El sujeto tragó saliva con dificultad.

“Eres mío."

—¿Qué rayos quieres maldito?

Alberto presionó el cuello del aquel hombre con sus dedos.

-Soy de los que piensan que recogiendo la basura se limpian las calles. La corrupción no es exclusiva de los altos funcionarios, empieza aquí y termina más arriba.

El Dragón Del Sol escuchó como el agua de la vejiga del sujeto caía en el suelo. Aun en la obscuridad, el hombre de plata vio como sus pantalones se humedecían con orina.


—¿Qué es lo que quieres maldito?-sollozó.

“Te quiero afuera del juego”.

—Quiero el miedo que recorre tu sangre. Quiero verte pagar tus deudas hasta el último centavo.

—No tengo dinero, no puedo darte lo que quieres.

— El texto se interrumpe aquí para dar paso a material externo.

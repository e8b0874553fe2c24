//! Logging init: append to a file under the XDG state dir, or fall back to stderr.

use anyhow::{Context, Result};
use std::fs::{self, File};
use std::io;
use std::path::PathBuf;
use tracing_subscriber::fmt::writer::BoxMakeWriter;
use tracing_subscriber::fmt::MakeWriter;
use tracing_subscriber::EnvFilter;

/// Used when `RUST_LOG` is unset or invalid.
pub const DEFAULT_FILTER: &str = "info,recfetch=debug,recfetch_core=debug";

fn env_filter() -> EnvFilter {
    EnvFilter::try_from_default_env().unwrap_or_else(|_| EnvFilter::new(DEFAULT_FILTER))
}

/// `~/.local/state/recfetch/recfetch.log` (directory created on demand).
pub fn log_file_path() -> Result<PathBuf> {
    let xdg_dirs = xdg::BaseDirectories::with_prefix("recfetch")?;
    let dir = xdg_dirs.get_state_home().join("recfetch");
    fs::create_dir_all(&dir).with_context(|| format!("creating log dir {}", dir.display()))?;
    Ok(dir.join("recfetch.log"))
}

/// Per-event writer: a clone of the log file handle, or stderr if cloning fails.
enum LogSink {
    File(File),
    Stderr,
}

impl io::Write for LogSink {
    fn write(&mut self, buf: &[u8]) -> io::Result<usize> {
        match self {
            LogSink::File(f) => f.write(buf),
            LogSink::Stderr => io::stderr().lock().write(buf),
        }
    }

    fn flush(&mut self) -> io::Result<()> {
        match self {
            LogSink::File(f) => f.flush(),
            LogSink::Stderr => io::stderr().lock().flush(),
        }
    }
}

struct SharedLogFile(File);

impl<'a> MakeWriter<'a> for SharedLogFile {
    type Writer = LogSink;

    fn make_writer(&'a self) -> Self::Writer {
        self.0
            .try_clone()
            .map(LogSink::File)
            .unwrap_or(LogSink::Stderr)
    }
}

/// Install the global subscriber writing to [`log_file_path`].
///
/// Returns Err when the file cannot be opened or a subscriber is already set,
/// so the caller can fall back to [`init_logging_stderr`].
pub fn init_logging() -> Result<PathBuf> {
    let path = log_file_path()?;
    let file = fs::OpenOptions::new()
        .create(true)
        .append(true)
        .open(&path)
        .with_context(|| format!("opening log file {}", path.display()))?;

    tracing_subscriber::fmt()
        .with_env_filter(env_filter())
        .with_writer(BoxMakeWriter::new(SharedLogFile(file)))
        .with_ansi(false)
        .try_init()
        .map_err(|e| anyhow::anyhow!("installing log subscriber: {e}"))?;

    tracing::info!(path = %path.display(), "recfetch logging initialized");
    Ok(path)
}

/// Log to stderr only. A second call (subscriber already set) is a no-op.
pub fn init_logging_stderr() {
    let _ = tracing_subscriber::fmt()
        .with_env_filter(env_filter())
        .with_writer(io::stderr)
        .with_ansi(false)
        .try_init();
}
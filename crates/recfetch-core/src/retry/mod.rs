//! Retry and backoff policy.
//!
//! This module encapsulates error classification (timeouts, throttling,
//! connection failures, truncated payloads) and exponential backoff decisions
//! so that the segment fetcher and its configuration share one policy.

mod classify;
mod error;
mod policy;

pub use classify::{classify, classify_curl_error, classify_http_status};
pub use error::SegmentError;
pub use policy::{ErrorKind, RetryDecision, RetryPolicy};
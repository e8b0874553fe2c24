//! Staging workspace: one fresh directory per pipeline run.
//!
//! The directory is created with a unique name under a caller-chosen parent
//! and removed on release (or drop) unless retention was requested. Only the
//! directory this handle created is ever removed.

use std::fs;
use std::io;
use std::path::{Path, PathBuf};

/// Prefix of staging directory names (`.recfetch-XXXXXX`).
pub const WORKSPACE_PREFIX: &str = ".recfetch-";

#[derive(Debug, thiserror::Error)]
pub enum WorkspaceError {
    #[error("staging location {0} exists and is not a directory")]
    NotADirectory(PathBuf),
    #[error("cannot create staging directory under {path}: {source}")]
    Create {
        path: PathBuf,
        #[source]
        source: io::Error,
    },
}

#[derive(Debug)]
pub struct Workspace {
    path: PathBuf,
    retain: bool,
    released: bool,
}

impl Workspace {
    /// Create a uniquely named directory under `parent` (created if missing).
    pub fn acquire(parent: &Path, retain: bool) -> Result<Self, WorkspaceError> {
        match fs::metadata(parent) {
            Ok(meta) if !meta.is_dir() => {
                return Err(WorkspaceError::NotADirectory(parent.to_path_buf()))
            }
            Ok(_) => {}
            Err(e) if e.kind() == io::ErrorKind::NotFound => {
                fs::create_dir_all(parent).map_err(|source| WorkspaceError::Create {
                    path: parent.to_path_buf(),
                    source,
                })?;
            }
            Err(source) => {
                return Err(WorkspaceError::Create {
                    path: parent.to_path_buf(),
                    source,
                })
            }
        }

        let dir = tempfile::Builder::new()
            .prefix(WORKSPACE_PREFIX)
            .tempdir_in(parent)
            .map_err(|source| WorkspaceError::Create {
                path: parent.to_path_buf(),
                source,
            })?;
        #[allow(deprecated)]
        let path = dir.into_path();
        tracing::debug!(path = %path.display(), retain, "workspace acquired");
        Ok(Self {
            path,
            retain,
            released: false,
        })
    }

    pub fn path(&self) -> &Path {
        &self.path
    }

    pub fn retain(&self) -> bool {
        self.retain
    }

    /// Remove the directory unless retained. Idempotent; returns true only on
    /// the call that actually removed it.
    pub fn release(&mut self) -> bool {
        if self.released {
            return false;
        }
        self.released = true;
        if self.retain {
            tracing::info!(path = %self.path.display(), "keeping staging directory");
            return false;
        }
        match fs::remove_dir_all(&self.path) {
            Ok(()) => {
                tracing::debug!(path = %self.path.display(), "workspace removed");
                true
            }
            Err(e) if e.kind() == io::ErrorKind::NotFound => false,
            Err(e) => {
                tracing::warn!(path = %self.path.display(), error = %e, "failed to remove staging directory");
                false
            }
        }
    }
}

impl Drop for Workspace {
    fn drop(&mut self) {
        self.release();
    }
}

“Genial, además es estúpido”.

—Tu dinero me importa tanto como una lata de sardinas. Quiero cambiar esta porquería a la que llamas universidad. Acabaré con la escoria que estrangula esta escuela y sacaré sus trapos al sol. Quiero una ciudad en donde empresarios y políticos corruptos me teman. ¿No te ha quedado claro? Quiero un Querétaro sin mentirosos y empezaré desde los más bajo, desenmascarando la más leve de las faltas civiles, desde los infieles, hasta los cobardes corruptos como tú. En escala real me es complicado demostrarlo, pero Ciudad Cereza es una pequeña muestra de lo que podría hacer con la ciudad entera.

El hombre de barba hirsuta soltó un soplido. Alberto lo interpretó como un intento de lloriqueo.

—Estás enfermo. Eres un loco,  eres un maldito…..un maldito sociópata.

“Bingo.”

—Tal vez lo sea, pero si fuera tú, no lo diría mientras el loco me sujeta el cuello en medio de la obscuridad. Soy bondadoso, Hector, te daré tiempo para pensarlo, pero ten la seguridad de que tarde o temprano la verdad saldrá a la luz. 

Al decir esto, Alberto arrojó un conjunto de documentos y fotografías sobre el escritorio de García.

—¿Qué es eso?

“Tiene que ser una broma”.

—Tu perdición o tu salvación. Míralo con filosofía, Hector.

Esta vez era una súplica desesperada.

—¿Quién carajos eres?

Las bombas de gas lacrimógeno son pesadas, pero son del tamaño suficiente como para transportarlas en bolsos pequeños.

—Yo soy El Dragón Del Sol.—retumbó su grave voz.

El gas brotó del suelo como una pila de arañas que trepaban el aire. Por un momento todo se volvió brumoso y espeso. Alberto se desplazó por debajo del escritorio ágilmente, llegó hasta la puerta y corrió fuera de su alcance. Su corazón latía fuerte, pero no había miedo en su latir. Todo estaba en calma, tan tranquilo como un estanque. La capa obscura que había diseñado, lo envolvía como una sábana envuelve a una cama. Y ahí, bajo el peso de la noche, Alberto volvió a ser él, un destello plateado en la negrura nocturna, una sombra de luz, un zorro de cola blanca que se escabullía con magia. No, era más que eso, Alberto lo sabía, era más que un zorro de cola blanca, él era fuego, era hoguera de lava y sangre, él, era un Dragón Del Sol que habitaba la estrella ardiente del cielo. 

“¿Crees que todo esto tuvo que pasar para que nos conociéramos?”.— resonó la voz de Xiadani.